Extracting/finding strings from a list

S

Steve

Hi,

I have a very long string, someting like:

DISPLAY=localhost:0.0,FORT_BUFFERED=true,

F_ERROPT1=271\,271\,2\,1\,2\,2\,2\,2,G03BASIS=/opt/g03b05/g03/basis,
GAMESS=/opt/gamess,GAUSS_ARCHDIR=/opt/g03b05/g03/arch,

GAUSS_EXEDIR=/opt/g03b05/g03/bsd:/opt/g03b05/g03/private:/opt/g03b05/g
03,GAUSS_SCR_ROOT=/home/561/345561/scratch,
GDVBASIS=/opt/g03b05/g03/basis,
GMAIN=/opt/g03b05/g03/bsd:/opt/g03b05/g03/private:/opt/g03b05/g03,
GROUP=e12,GV_DIR=/opt/g03b05/gv,HOST=sc1,
HOSTTYPE=alpha,INFOPATH=/opt/info,KMP_DUPLICATE_LIB_OK=TRUE,
KMP_STACKSIZE=10485760,
LINDA_FORTRAN=f90 -i8 -r8 -omp -reentrancy threaded,
LINDA_FORTRAN_LINK=f90 -i8 -r8 -omp -reentrancy threaded,
LOGNAME=345561,MACHTYPE=alpha,MAIL=/var/spool/mail/345561,

MANPATH=/opt/g03b05/g03/bsd:/usr/share/man:/usr/dt/share/man:/usr/loca

l/man:/opt/man:/opt/pbs/man:/opt/rash/man:/usr/opt/mpi/man:/usr/opt/mpi
/man:/usr/opt/mpi/man,MP_STACK_OVERFLOW=OFF,
NLSPATH=/usr/lib/nls/msg/%L/%N,OMP_NUM_THREADS=4,ONEEXE=-DONEEXE,
OSTYPE=osf1,

PERLLIB=/opt/g03b05/g03/bsd,PGI=/usr/pgi,PGIDIR=/usr/pgi/linux86/5.0,
POSTFL_FORTRAN=f90 -i8 -r8 -omp -reentrancy threaded,PROJECT=e12,
QCAUX=/opt/qchem-2.02/aux,QCPLATFORM=DEC_ALPHA,
RMS_PROJECT=e12,RUNCPP=/lib/cpp,SHELL=/opt/rash/bin/tcsh,SHLVL=1,
QUEUE=normal


and I need to extract the value of the variable "GAUSS_EXEDIR". Although
these are environment variables, I don't have access to them directly.
These variables are stored in a special file and I need to parse it to
be able to extract the variable.
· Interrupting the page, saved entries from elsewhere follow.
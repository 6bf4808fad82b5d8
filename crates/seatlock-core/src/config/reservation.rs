//! Reservation limits and expiry configuration.

use std::time::Duration;

use serde::{Deserialize, Serialize};

use crate::error::AppError;

/// Upper bound accepted for `max_ttl_seconds` (one year).
pub const TTL_CEILING_SECONDS: u64 = 365 * 24 * 60 * 60;

/// Limits applied to lock/confirm/release requests.
#[derive(Debug, Clone, Serialize, Deserialize)]
pub struct ReservationConfig {
    /// TTL applied when a lock request does not specify one.
    #[serde(default = "default_ttl")]
    pub default_ttl_seconds: u64,
    /// Largest TTL a caller may request.
    #[serde(default = "default_max_ttl")]
    pub max_ttl_seconds: u64,
    /// Maximum number of distinct seats in a single lock request.
    #[serde(default = "default_max_seats")]
    pub max_seats_per_request: usize,
}

impl Default for ReservationConfig {
    fn default() -> Self {
        Self {
            default_ttl_seconds: default_ttl(),
            max_ttl_seconds: default_max_ttl(),
            max_seats_per_request: default_max_seats(),
        }
    }
}

impl ReservationConfig {
    /// Validates the limits against each other.
    pub fn validate(&self) -> Result<(), AppError> {
        if self.default_ttl_seconds == 0 || self.max_ttl_seconds == 0 {
            return Err(AppError::configuration(
                "reservation TTLs must be positive",
            ));
        }
        if self.max_ttl_seconds > TTL_CEILING_SECONDS {
            return Err(AppError::configuration(format!(
                "reservation.max_ttl_seconds ({}) exceeds the ceiling of {} seconds",
                self.max_ttl_seconds, TTL_CEILING_SECONDS
            )));
        }
        if self.default_ttl_seconds > self.max_ttl_seconds {
            return Err(AppError::configuration(format!(
                "reservation.default_ttl_seconds ({}) exceeds max_ttl_seconds ({})",
                self.default_ttl_seconds, self.max_ttl_seconds
            )));
        }
        if self.max_seats_per_request == 0 {
            return Err(AppError::configuration(
                "reservation.max_seats_per_request must be at least 1",
            ));
        }
        Ok(())
    }
}

/// Background expiry sweeper configuration.
///
/// Lazy expiry is always applied on every read and validation; the
/// sweeper only reclaims stale claims physically.
#[derive(Debug, Clone, Default, Serialize, Deserialize)]
pub struct ExpiryConfig {
    /// Sweep interval in seconds (`0` disables the sweeper).
    #[serde(default)]
    pub sweep_interval_seconds: u64,
}

impl ExpiryConfig {
    /// Returns the sweep interval, or `None` when the sweeper is disabled.
    pub fn sweep_interval(&self) -> Option<Duration> {
        (self.sweep_interval_seconds > 0).then(|| Duration::from_secs(self.sweep_interval_seconds))
    }
}

fn default_ttl() -> u64 {
    300
}

fn default_max_ttl() -> u64 {
    3600
}

fn default_max_seats() -> usize {
    10
}
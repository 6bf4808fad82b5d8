//! Fixed seat table.
//!
//! The set of seat ids is decided once at construction. Reads go straight
//! to the concurrent map and never wait on the exclusion gate; writes are
//! crate-private and reachable only through [`crate::exclusion::TableWriter`].

use chrono::{DateTime, Utc};
use dashmap::DashMap;

use seatlock_core::types::{ClaimToken, SeatId, SeatLayout, SeatStatus};

/// Physical reservation state of a seat.
///
/// The token and deadline live inside the `Claimed` variant, so they are
/// present together and only while the seat is claimed.
#[derive(Debug, Clone, PartialEq, Eq)]
pub enum SeatState {
    /// Free to be claimed.
    Available,
    /// Held under `token` until `expires_at`.
    Claimed {
        /// Token of the lock request that produced this claim.
        token: ClaimToken,
        /// Instant after which the claim is void.
        expires_at: DateTime<Utc>,
    },
    /// Permanently booked.
    Confirmed,
}

/// A seat and its physical state.
#[derive(Debug, Clone, PartialEq, Eq)]
pub struct SeatRecord {
    /// Seat identifier.
    pub id: SeatId,
    /// Physical state, not yet adjusted for expiry.
    pub state: SeatState,
}

impl SeatRecord {
    /// Creates an available seat.
    pub fn available(id: SeatId) -> Self {
        Self {
            id,
            state: SeatState::Available,
        }
    }

    /// Physical status.
    pub fn status(&self) -> SeatStatus {
        match self.state {
            SeatState::Available => SeatStatus::Available,
            SeatState::Claimed { .. } => SeatStatus::Claimed,
            SeatState::Confirmed => SeatStatus::Confirmed,
        }
    }

    /// Claim token, if claimed.
    pub fn claim_token(&self) -> Option<&ClaimToken> {
        match &self.state {
            SeatState::Claimed { token, .. } => Some(token),
            _ => None,
        }
    }

    /// Claim deadline, if claimed.
    pub fn claim_expires_at(&self) -> Option<DateTime<Utc>> {
        match self.state {
            SeatState::Claimed { expires_at, .. } => Some(expires_at),
            _ => None,
        }
    }
}

/// Keyed store of every seat, in layout order.
#[derive(Debug)]
pub struct SeatTable {
    /// Seat ids in layout order.
    order: Vec<SeatId>,
    /// Seat records keyed by id.
    seats: DashMap<SeatId, SeatRecord>,
}

impl SeatTable {
    /// Populates the table with every seat in `layout`, all available.
    pub fn new(layout: &SeatLayout) -> Self {
        let seats = DashMap::with_capacity(layout.len());
        for id in layout.ids() {
            seats.insert(id.clone(), SeatRecord::available(id.clone()));
        }

        Self {
            order: layout.ids().to_vec(),
            seats,
        }
    }

    /// Returns a copy of the seat record, or `None` for an unknown id.
    pub fn get(&self, id: &SeatId) -> Option<SeatRecord> {
        self.seats.get(id).map(|entry| entry.value().clone())
    }

    /// Lazily yields every seat record in layout order.
    ///
    /// Each record is read when the iterator reaches it, so a long scan can
    /// observe a mix of states from before and after a concurrent mutation.
    /// Calling `list` again restarts from the first seat.
    pub fn list(&self) -> impl Iterator<Item = SeatRecord> + '_ {
        self.order.iter().filter_map(|id| self.get(id))
    }

    /// Number of seats.
    pub(crate) fn len(&self) -> usize {
        self.order.len()
    }

    /// Overwrites the state of an existing seat.
    ///
    /// Unknown ids are ignored; the id set never grows.
    pub(crate) fn set_state(&self, id: &SeatId, state: SeatState) -> bool {
        match self.seats.get_mut(id) {
            Some(mut entry) => {
                entry.state = state;
                true
            }
            None => false,
        }
    }
}
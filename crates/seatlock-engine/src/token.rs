//! Claim token generation.

use base64::Engine;
use base64::engine::general_purpose::URL_SAFE_NO_PAD;
use rand::RngCore;

use seatlock_core::result::AppResult;
use seatlock_core::types::ClaimToken;

/// Number of random bytes in a token (128 bits).
pub const TOKEN_BYTES: usize = 16;

/// Generates unguessable claim tokens.
#[derive(Debug, Clone, Default)]
pub struct TokenGenerator;

impl TokenGenerator {
    /// Creates a new token generator.
    pub fn new() -> Self {
        Self
    }

    /// Draws a fresh token from the thread-local CSPRNG, encoded as
    /// URL-safe base64 without padding.
    pub fn generate(&self) -> AppResult<ClaimToken> {
        let mut bytes = [0u8; TOKEN_BYTES];
        rand::thread_rng().fill_bytes(&mut bytes);
        ClaimToken::new(URL_SAFE_NO_PAD.encode(bytes))
    }
}
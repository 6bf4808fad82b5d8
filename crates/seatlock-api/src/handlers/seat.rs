//! Seat handlers: lock, confirm, release, and read-only queries.

use axum::Json;
use axum::extract::{Path, State};
use axum::response::{IntoResponse, Response};

use seatlock_core::types::{SeatSummary, SeatView};
use seatlock_engine::{ConfirmOutcome, LockOutcome};

use crate::dto::request::{ConfirmRequest, LockRequest, ReleaseRequest};
use crate::dto::response::{
    ApiResponse, ConfirmedResponse, LockedResponse, RejectedResponse, ReleaseResponse,
};
use crate::error::ApiError;
use crate::extractors::ValidatedJson;
use crate::state::AppState;

/// POST /api/seats/lock
pub async fn lock_seats(
    State(state): State<AppState>,
    ValidatedJson(req): ValidatedJson<LockRequest>,
) -> Result<Response, ApiError> {
    let outcome = state
        .reservations
        .lock(req.seat_ids.as_slice(), req.ttl_seconds)
        .await?;

    Ok(match outcome {
        LockOutcome::Locked {
            token,
            expires_at,
            seats,
        } => Json(LockedResponse {
            success: true,
            token: token.into_string(),
            expires_at,
            seat_ids: seats,
        })
        .into_response(),
        LockOutcome::Rejected { failures } => RejectedResponse::new(failures).into_response(),
    })
}

/// POST /api/seats/confirm
pub async fn confirm_seats(
    State(state): State<AppState>,
    ValidatedJson(req): ValidatedJson<ConfirmRequest>,
) -> Result<Response, ApiError> {
    let outcome = state
        .reservations
        .confirm(&req.token, req.seat_ids.as_slice())
        .await?;

    Ok(match outcome {
        ConfirmOutcome::Confirmed { seats } => Json(ConfirmedResponse {
            success: true,
            confirmed_resources: seats,
        })
        .into_response(),
        ConfirmOutcome::Rejected { failures } => RejectedResponse::new(failures).into_response(),
    })
}

/// POST /api/seats/release
pub async fn release_seats(
    State(state): State<AppState>,
    ValidatedJson(req): ValidatedJson<ReleaseRequest>,
) -> Result<Json<ReleaseResponse>, ApiError> {
    let report = state
        .reservations
        .release(&req.token, req.seat_ids.as_slice())
        .await?;

    Ok(Json(ReleaseResponse {
        success: true,
        details: report.details,
    }))
}

/// GET /api/seats
pub async fn list_seats(State(state): State<AppState>) -> Json<ApiResponse<Vec<SeatView>>> {
    Json(ApiResponse::ok(state.reservations.list().collect()))
}

/// GET /api/seats/summary
pub async fn seat_summary(State(state): State<AppState>) -> Json<ApiResponse<SeatSummary>> {
    Json(ApiResponse::ok(state.reservations.summary()))
}

/// GET /api/seats/{id}
pub async fn get_seat(
    State(state): State<AppState>,
    Path(id): Path<String>,
) -> Result<Json<ApiResponse<SeatView>>, ApiError> {
    let seat = state.reservations.get(&id)?;
    Ok(Json(ApiResponse::ok(seat)))
}
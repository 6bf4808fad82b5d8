//! HTTP request handlers.

pub mod health;
pub mod seat;
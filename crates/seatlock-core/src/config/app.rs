//! Server and CORS configuration.

use serde::{Deserialize, Serialize};

/// HTTP server configuration.
#[derive(Debug, Clone, Serialize, Deserialize)]
pub struct ServerConfig {
    /// Bind address.
    #[serde(default = "default_host")]
    pub host: String,
    /// Bind port.
    #[serde(default = "default_port")]
    pub port: u16,
    /// Graceful shutdown timeout in seconds.
    #[serde(default = "default_shutdown_grace")]
    pub shutdown_grace_seconds: u64,
    /// CORS configuration.
    #[serde(default)]
    pub cors: CorsConfig,
}

impl Default for ServerConfig {
    fn default() -> Self {
        Self {
            host: default_host(),
            port: default_port(),
            shutdown_grace_seconds: default_shutdown_grace(),
            cors: CorsConfig::default(),
        }
    }
}

impl ServerConfig {
    /// Returns the `host:port` bind address.
    pub fn bind_address(&self) -> String {
        format!("{}:{}", self.host, self.port)
    }
}

/// CORS (Cross-Origin Resource Sharing) configuration.
#[derive(Debug, Clone, Serialize, Deserialize)]
pub struct CorsConfig {
    /// Allowed origins (use `["*"]` for development only).
    #[serde(default = "default_allowed_origins")]
    pub allowed_origins: Vec<String>,
    /// Allowed HTTP methods.
    #[serde(default = "default_allowed_methods")]
    pub allowed_methods: Vec<String>,
    /// Allowed HTTP headers.
    #[serde(default = "default_allowed_headers")]
    pub allowed_headers: Vec<String>,
    /// Max age for preflight cache in seconds.
    #[serde(default = "default_max_age")]
    pub max_age_seconds: u64,
}

impl Default for CorsConfig {
    fn default() -> Self {
        Self {
            allowed_origins: default_allowed_origins(),
            allowed_methods: default_allowed_methods(),
            allowed_headers: default_allowed_headers(),
            max_age_seconds: default_max_age(),
        }
    }
}

fn default_host() -> String {
    "0.0.0.0".to_string()
}

fn default_port() -> u16 {
    8080
}

fn default_shutdown_grace() -> u64 {
    10
}

fn default_allowed_origins() -> Vec<String> {
    vec!["*".to_string()]
}

fn default_allowed_methods() -> Vec<String> {
    vec!["GET".to_string(), "POST".to_string(), "OPTIONS".to_string()]
}

fn default_allowed_headers() -> Vec<String> {
    vec!["*".to_string()]
}

fn default_max_age() -> u64 {
    3600
}
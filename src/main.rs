//! Seatlock Server: seat reservation service
//!
//! Main entry point that wires all crates together and starts the server.

use std::sync::Arc;
use std::time::Duration;

use tokio::sync::watch;
use tracing_subscriber::{EnvFilter, fmt};

use seatlock_core::config::AppConfig;
use seatlock_core::error::{AppError, ErrorKind};
use seatlock_engine::ReservationService;

#[tokio::main]
async fn main() {
    let config = match load_configuration() {
        Ok(c) => c,
        Err(e) => {
            eprintln!("Failed to load configuration: {}", e);
            std::process::exit(1);
        }
    };

    init_logging(&config);

    if let Err(e) = run(config).await {
        tracing::error!("Server error: {}", e);
        std::process::exit(1);
    }
}

/// Load configuration from file and environment
fn load_configuration() -> Result<AppConfig, AppError> {
    let env = std::env::var("SEATLOCK_ENV").unwrap_or_else(|_| "development".to_string());
    AppConfig::load(&env)
}

/// Initialize tracing/logging
fn init_logging(config: &AppConfig) {
    let filter =
        EnvFilter::try_from_default_env().unwrap_or_else(|_| EnvFilter::new(&config.logging.level));

    match config.logging.format.as_str() {
        "json" => {
            fmt()
                .json()
                .with_env_filter(filter)
                .with_target(true)
                .with_thread_ids(true)
                .init();
        }
        _ => {
            fmt()
                .pretty()
                .with_env_filter(filter)
                .with_target(true)
                .init();
        }
    }
}

/// Main server run function
async fn run(config: AppConfig) -> Result<(), AppError> {
    tracing::info!("Starting Seatlock v{}", env!("CARGO_PKG_VERSION"));

    // ── Step 1: Seat layout + reservation service ────────────────
    let layout = config.venue.layout()?;
    tracing::info!(
        rows = config.venue.rows,
        seats_per_row = config.venue.seats_per_row,
        "Seat layout loaded"
    );
    let reservations = Arc::new(ReservationService::new(
        &layout,
        config.reservation.clone(),
    ));

    // ── Step 2: Shutdown channel ─────────────────────────────────
    let (shutdown_tx, shutdown_rx) = watch::channel(false);

    // ── Step 3: Optional expiry sweeper ──────────────────────────
    let sweeper_handle = match config.expiry.sweep_interval() {
        Some(interval) => {
            let sweeper = reservations.sweeper(interval);
            let cancel = shutdown_rx.clone();
            Some(tokio::spawn(async move {
                sweeper.run(cancel).await;
            }))
        }
        None => {
            tracing::info!("Expiry sweeper disabled; relying on lazy expiry");
            None
        }
    };

    // ── Step 4: Build and start HTTP server ──────────────────────
    let grace = Duration::from_secs(config.server.shutdown_grace_seconds);
    let addr = config.server.bind_address();
    let app_state = seatlock_api::AppState::new(Arc::new(config), Arc::clone(&reservations));
    let app = seatlock_api::build_router(app_state);

    let listener = tokio::net::TcpListener::bind(&addr)
        .await
        .map_err(|e| {
            AppError::with_source(ErrorKind::Internal, format!("Failed to bind {addr}"), e)
        })?;

    tracing::info!("Seatlock server listening on {}", addr);

    // ── Step 5: Graceful shutdown ────────────────────────────────
    let server = axum::serve(listener, app).with_graceful_shutdown(async move {
        shutdown_signal().await;
        tracing::info!("Shutdown signal received, starting graceful shutdown...");
        let _ = shutdown_tx.send(true);
    });

    server.await?;

    // ── Step 6: Wait for background tasks ────────────────────────
    if let Some(handle) = sweeper_handle {
        let _ = tokio::time::timeout(grace, handle).await;
    }

    tracing::info!("Seatlock server shut down gracefully");
    Ok(())
}

/// Wait for shutdown signal (Ctrl+C or SIGTERM)
async fn shutdown_signal() {
    let ctrl_c = async {
        if let Err(e) = tokio::signal::ctrl_c().await {
            tracing::error!("Failed to install Ctrl+C handler: {}", e);
            std::future::pending::<()>().await;
        }
    };

    #[cfg(unix)]
    let terminate = async {
        match tokio::signal::unix::signal(tokio::signal::unix::SignalKind::terminate()) {
            Ok(mut signal) => {
                signal.recv().await;
            }
            Err(e) => {
                tracing::error!("Failed to install SIGTERM handler: {}", e);
                std::future::pending::<()>().await;
            }
        }
    };

    #[cfg(not(unix))]
    let terminate = std::future::pending::<()>();

    tokio::select! {
        _ = ctrl_c => {},
        _ = terminate => {},
    }
}
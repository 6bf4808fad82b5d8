//! Unified application error types for Seatlock.
//!
//! Malformed requests and infrastructure faults are mapped into
//! [`AppError`] for propagation through the `?` operator. Per-seat
//! reservation rejections are *not* errors; they travel as data inside
//! the engine's outcome types.

use std::fmt;
use thiserror::Error;

/// Top-level error kind categorization used across the entire application.
#[derive(Debug, Clone, Copy, PartialEq, Eq, Hash, serde::Serialize, serde::Deserialize)]
pub enum ErrorKind {
    /// The requested seat was not found.
    NotFound,
    /// Input validation failed (empty seat list, blank token, bad TTL).
    Validation,
    /// A configuration error occurred.
    Configuration,
    /// An internal server error occurred.
    Internal,
}

impl fmt::Display for ErrorKind {
    fn fmt(&self, f: &mut fmt::Formatter<'_>) -> fmt::Result {
        match self {
            Self::NotFound => write!(f, "NOT_FOUND"),
            Self::Validation => write!(f, "VALIDATION"),
            Self::Configuration => write!(f, "CONFIGURATION"),
            Self::Internal => write!(f, "INTERNAL"),
        }
    }
}

/// The unified application error used throughout Seatlock.
#[derive(Debug, Error)]
#[error("{kind}: {message}")]
pub struct AppError {
    /// The category of error.
    pub kind: ErrorKind,
    /// A human-readable error message.
    pub message: String,
    /// Optional underlying cause.
    #[source]
    pub source: Option<Box<dyn std::error::Error + Send + Sync>>,
}

impl AppError {
    /// Create a new application error.
    pub fn new(kind: ErrorKind, message: impl Into<String>) -> Self {
        Self {
            kind,
            message: message.into(),
            source: None,
        }
    }

    /// Create a new application error with an underlying cause.
    pub fn with_source(
        kind: ErrorKind,
        message: impl Into<String>,
        source: impl std::error::Error + Send + Sync + 'static,
    ) -> Self {
        Self {
            kind,
            message: message.into(),
            source: Some(Box::new(source)),
        }
    }

    /// Create a not-found error.
    pub fn not_found(message: impl Into<String>) -> Self {
        Self::new(ErrorKind::NotFound, message)
    }

    /// Create a validation error.
    pub fn validation(message: impl Into<String>) -> Self {
        Self::new(ErrorKind::Validation, message)
    }

    /// Create a configuration error.
    pub fn configuration(message: impl Into<String>) -> Self {
        Self::new(ErrorKind::Configuration, message)
    }

    /// Returns `true` if this error was caused by a malformed request.
    pub fn is_validation(&self) -> bool {
        self.kind == ErrorKind::Validation
    }
}

impl Clone for AppError {
    fn clone(&self) -> Self {
        Self {
            kind: self.kind,
            message: self.message.clone(),
            source: None,
        }
    }
}

impl From<std::io::Error> for AppError {
    fn from(err: std::io::Error) -> Self {
        Self::with_source(ErrorKind::Internal, format!("I/O error: {err}"), err)
    }
}

impl From<config::ConfigError> for AppError {
    fn from(err: config::ConfigError) -> Self {
        Self::with_source(
            ErrorKind::Configuration,
            format!("Configuration error: {err}"),
            err,
        )
    }
}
I wrote the following code for this:

...
data = {'gauss_var' : ''}
allLines = os.popen('cat ./somefile').readlines()
j = 0
# Extract GAUSS_EXEDIR from the string
gaussCont = 0
variable_list = value.split(",")
vars = variable_list[0].split("=")
while len(allLines) > j and vars[0] != "QUEUE":
var_line = allLines[j]
var_toks = split(var_line)
value = var_toks[0]
variable_list = value.split(",")
for k in range(len(pvariable_list)):
if variable_list[k].find("=") == -1:
if gaussCont == 1:
data['guass_var']="%s%s"
%(data['gauss_var'],variable_list[k])
gaussCont = -1
break
# end if
# end if

vars = variable_list[k].split("=")
for m in range(len(vars)):
if vars[m] == "GAUSS_EXEDIR":
for p in range(1, len(vars)):
data['gauss_var']="%s%s" %
(data['gauss_var'], vars[p])
# end for
gaussCont = 1
# end if
# end for
# end for
j += 1
if gaussCont == -1:
break
# end if
# end while


The reason why I look for the word "QUEUE" is because "QUEUE" is the
last variable expected in a list. After this line, the list continues
but the variables belong to another use (so basically it's a big file
full of env variables that belong to different users. Each list begins
with "DISPLAY" and ends with "QUEUE").

Is there a much simpler way of doing this? That is, extracting/finding
specific variables/value pairs from a list/string? These loops take up a
lot of my time and I'm trying to learn better ways of doing the same.
Thanks!


Steve
 
V

vincent wehren

Steve said:
Hi,

I have a very long string, someting like:

DISPLAY=localhost:0.0,FORT_BUFFERED=true,

F_ERROPT1=271\,271\,2\,1\,2\,2\,2\,2,G03BASIS=/opt/g03b05/g03/basis,
GAMESS=/opt/gamess,GAUSS_ARCHDIR=/opt/g03b05/g03/arch,

GAUSS_EXEDIR=/opt/g03b05/g03/bsd:/opt/g03b05/g03/private:/opt/g03b05/g
03,GAUSS_SCR_ROOT=/home/561/345561/scratch,
GDVBASIS=/opt/g03b05/g03/basis,
and I need to extract the value of the variable "GAUSS_EXEDIR". Although
these are environment variables, I don't have access to them directly.
These variables are stored in a special file and I need to parse it to
be able to extract the variable. I wrote the following code for this:

...

How about a little RE:

import re

search_string = file("./somefile").read()
patt = """(?P<key>GAUSS_EXEDIR)
(?P<equals>=)
(?P<value>.*?)
(?P<comma>,)"""

compile_obj = re.compile(patt, re.IGNORECASE| re.DOTALL| re.VERBOSE)
match_obj = compile_obj.search(search_string)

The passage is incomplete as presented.